■ **TASK**: Go through the listing below. Copy each line that has the string "token".

■ **RECORDS**:
//! .env 格式解析器 (简单原则：透明的文本解析)
//!
//! 逐行解析 KEY=VALUE 文本，支持注释、引号和 `${NAME}` 插值。
//! 解析永不失败：格式问题降级为诊断信息，而不是错误。

use crate::types::{Diagnostic, DiagnosticKind, Entry, ParseResult};
use regex::Regex;
use std::sync::OnceLock;

/// key 必须是合法标识符
fn key_pattern() -> &'static Regex {
    static PATTERN: OnceLock<Regex> = OnceLock::new();
    PATTERN.get_or_init(|| Regex::new(r"^[A-Za-z_][A-Za-z0-9_]*$").unwrap())
}

/// 匹配 ${NAME} 插值标记；名称不合法的 `${...}` 不是标记，原样保留
fn interp_pattern() -> &'static Regex {
    static PATTERN: OnceLock<Regex> = OnceLock::new();
    PATTERN.get_or_init(|| Regex::new(r"\$\{([A-Za-z_][A-Za-z0-9_]*)\}").unwrap())
}

/// 值的引号处理结果
enum Unquoted<'a> {
    /// 无引号或双引号：插值生效
    Interpolated(&'a str),
    /// 单引号：字面量，禁用插值
    Literal(&'a str),
}

/// .env 格式解析器
pub struct EnvFileParser;

impl EnvFileParser {
    /// 解析 .env 文件内容
    ///
    /// 规则：
    /// - 忽略空行和首个非空白字符为 # 的注释行（行内 # 属于值的一部分）
    /// - 格式：KEY=VALUE，以第一个 = 分割，值本身可以包含 =
    /// - key 必须匹配 `[A-Za-z_][A-Za-z0-9_]*`，否则产生 MalformedLine 诊断并跳过该行
    /// - 匹配的单/双引号会被剥除；单引号内禁用插值
    /// - `${NAME}` 先查本文件中更早的条目，再查 `ambient`；
    ///   无法解析时替换为空字符串并产生 UnresolvedReference 诊断
    /// - 重复的 key 以最后一次赋值为准（就地替换值和行号）
    ///
    /// 对同一输入和同一环境快照，结果是确定性的。
    pub fn parse<F>(content: &str, ambient: F) -> ParseResult
    where
        F: Fn(&str) -> Option<String>,
    {
        let mut result = ParseResult::default();

        for (idx, raw_line) in content.lines().enumerate() {
            let line_num = idx + 1;
            // 只修剪行尾空白；行首空白保留给引号内的缩进
            let line = raw_line.trim_end();

            // 跳过空行和整行注释
            let stripped = line.trim_start();
            if stripped.is_empty() || stripped.starts_with('#') {
                continue;
            }

            // 以第一个 = 分割 KEY=VALUE
            let Some((key_part, value_part)) = line.split_once('=') else {
                result.diagnostics.push(Diagnostic::new(
                    DiagnosticKind::MalformedLine,
                    line_num,
                    format!("缺少 '='，不是 KEY=VALUE 格式: '{}'", stripped),
                ));
                continue;
            };

            let key = key_part.trim();
            if !key_pattern().is_match(key) {
                result.diagnostics.push(Diagnostic::new(
                    DiagnosticKind::MalformedLine,
                    line_num,
                    format!("无效的键名: '{}'", key),
                ));
                continue;
            }

            let value = match Self::unquote(value_part.trim_start()) {
                Unquoted::Literal(inner) => inner.to_string(),
                Unquoted::Interpolated(inner) => {
                    Self::interpolate(inner, line_num, &result.entries, &ambient, &mut result.diagnostics)
                }
            };

            // 重复的 key：就地替换，保持插入顺序
            match result.entries.iter_mut().find(|e| e.key == key) {
                Some(existing) => {
                    existing.value = value;
                    existing.origin_line = line_num;
                }
                None => result.entries.push(Entry::new(key.to_string(), value, line_num)),
            }
        }

        result
    }

    /// 剥除成对的引号
    ///
    /// 只处理完整包裹整个值的引号；不成对或只出现在中间的引号原样保留。
    fn unquote(value: &str) -> Unquoted<'_> {
        let bytes = value.as_bytes();
        if bytes.len() >= 2 {
            if bytes[0] == b'"' && bytes[bytes.len() - 1] == b'"' {
                return Unquoted::Interpolated(&value[1..value.len() - 1]);
            }
            if bytes[0] == b'\'' && bytes[bytes.len() - 1] == b'\'' {
                return Unquoted::Literal(&value[1..value.len() - 1]);
            }
        }
        Unquoted::Interpolated(value)
    }

    /// 解析 `${NAME}` 插值
    ///
    /// 解析顺序：
    /// 1. 本次解析中更早定义的条目（前向引用不支持，会落到第 2 步或失败）
    /// 2. `ambient` 环境查找
    fn interpolate<F>(
        value: &str,
        line_num: usize,
        entries: &[Entry],
        ambient: &F,
        diagnostics: &mut Vec<Diagnostic>,
    ) -> String
    where
        F: Fn(&str) -> Option<String>,
    {
        let mut output = String::with_capacity(value.len());
        let mut last_end = 0;

        for cap in interp_pattern().captures_iter(value) {
            let token = cap.get(0).unwrap();
            let name = cap.get(1).unwrap().as_str();

            output.push_str(&value[last_end..token.start()]);
            last_end = token.end();

            let resolved = entries
                .iter()
                .find(|e| e.key == name)
                .map(|e| e.value.clone())
                .or_else(|| ambient(name));

            match resolved {
                Some(v) => output.push_str(&v),
                None => {
                    // 无法解析：替换为空字符串，记录诊断，继续解析
                    diagnostics.push(Diagnostic::new(
                        DiagnosticKind::UnresolvedReference,
                        line_num,
                        format!("无法解析的引用: ${{{}}}", name),
                    ));
                }
            }
        }

        output.push_str(&value[last_end..]);
        output
    }
}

■ **RESULT OF THE TASK**:
            let token = cap.get(0).unwrap();
            output.push_str(&value[last_end..token.start()]);
            last_end = token.end();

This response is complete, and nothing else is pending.